Can I say thank-you to everybody who has contributed to this thread. It has been very informative, far beyond my basic question, which appears to be more or less definitively answered by a simple recommendation to use ThreadPools.jl, which I shall do.
For what it’s worth, I think @tkf’s Transducers ecosystem is the right way to provide a high level interface for solving this problem. Depending on the syntax and interfaces you prefer, one of these three packages may be very useful to you (they all do the same thing essentially under the hood):
These will do things like automatic load balancing and work very well for embarassingly parallel problems, as well as non-embarassingly parallel problems.

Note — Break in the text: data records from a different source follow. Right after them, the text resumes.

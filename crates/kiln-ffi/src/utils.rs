//! Argument conversion helpers for the C entry points

use crate::status::{FfiError, FfiResult};
use kiln_core::Io;
use std::ffi::CStr;
use std::os::raw::c_char;

/// Binding direction `KILN_INPUT`
pub const KILN_INPUT: u32 = 0;
/// Binding direction `KILN_OUTPUT`
pub const KILN_OUTPUT: u32 = 1;

/// Borrow a NUL-terminated UTF-8 argument
///
/// # Safety
///
/// `ptr` must be NULL or point to a NUL-terminated string that outlives the
/// returned reference.
pub(crate) unsafe fn str_arg<'a>(ptr: *const c_char, what: &str) -> FfiResult<&'a str> {
    if ptr.is_null() {
        return Err(FfiError::invalid_argument(format!("{} is null", what)));
    }
    // SAFETY: non-null and NUL-terminated per the caller's contract
    unsafe { CStr::from_ptr(ptr) }
        .to_str()
        .map_err(|_| FfiError::invalid_argument(format!("{} is not valid UTF-8", what)))
}

pub(crate) fn io_arg(io: u32) -> FfiResult<Io> {
    match io {
        KILN_INPUT => Ok(Io::Input),
        KILN_OUTPUT => Ok(Io::Output),
        other => Err(FfiError::invalid_argument(format!(
            "direction {} is neither KILN_INPUT (0) nor KILN_OUTPUT (1)",
            other
        ))),
    }
}

/// Borrow `n` elements from a C array
///
/// # Safety
///
/// When `n > 0`, `data` must point to `n` readable elements.
pub(crate) unsafe fn slice_arg<'a, T>(data: *const T, n: usize) -> FfiResult<&'a [T]> {
    if n == 0 {
        return Ok(&[]);
    }
    if data.is_null() {
        return Err(FfiError::invalid_argument(format!("data is null but n_elements is {}", n)));
    }
    // SAFETY: non-null with `n` elements per the caller's contract
    Ok(unsafe { std::slice::from_raw_parts(data, n) })
}

/// Check an out pointer before any work is done
pub(crate) fn out_arg<T>(out: *mut T) -> FfiResult<*mut T> {
    if out.is_null() {
        Err(FfiError::invalid_argument("out pointer is null"))
    } else {
        Ok(out)
    }
}

#[cfg(test)]
mod tests {
    use super::*;

    #[test]
    fn test_io_arg() {
        assert_eq!(io_arg(KILN_INPUT).unwrap(), Io::Input);
        assert_eq!(io_arg(KILN_OUTPUT).unwrap(), Io::Output);
        assert!(matches!(io_arg(2), Err(FfiError::InvalidArgument(_))));
    }

    #[test]
    fn test_str_arg() {
        let name = b"input\0";
        assert_eq!(unsafe { str_arg(name.as_ptr() as *const c_char, "name") }.unwrap(), "input");
        assert!(unsafe { str_arg(std::ptr::null(), "name") }.is_err());

        let invalid = b"\xff\xfe\0";
        assert!(unsafe { str_arg(invalid.as_ptr() as *const c_char, "name") }.is_err());
    }

    #[test]
    fn test_slice_arg() {
        let values = [1u32, 2, 3];
        assert_eq!(unsafe { slice_arg(values.as_ptr(), 3) }.unwrap(), &[1, 2, 3]);
        assert!(unsafe { slice_arg::<u32>(std::ptr::null(), 0) }.unwrap().is_empty());
        assert!(unsafe { slice_arg::<u32>(std::ptr::null(), 1) }.is_err());
    }
}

There’s of course some corner cases where the performance is not as good as desired, but this generally a very good place to start, and it’s flexible and modular enough that you can hook in and provide custom implementations of certain steps to increase efficiency. It’s improving all the time too.
Oh, I think this is a pretty good demo of the pathological case of the current parallel runtime. This happens because we don’t have task migration across worker threads. In that example, once thread 2 eats all the tasks, these tasks cannot be moved to other threads.
To be more specific, you can pass basesize to functions in Transducers.jl, ThreadsX.jl etc. for load-balancing. You’d need something smaller than M/N but how small depends on the typical distribution of the run-time of your computation.
With channels in the parallel runtime my use case to let a task read first from a channel is a natural consequence - even if it may be not so common. Task allocation to threads should be better distributed in the first place before having to migrate tasks between threads.
I wanted to say pathological scheduling; obviously not pathological usecase. It’d be great to support non-blocking functions well in the parallel runtime, of course.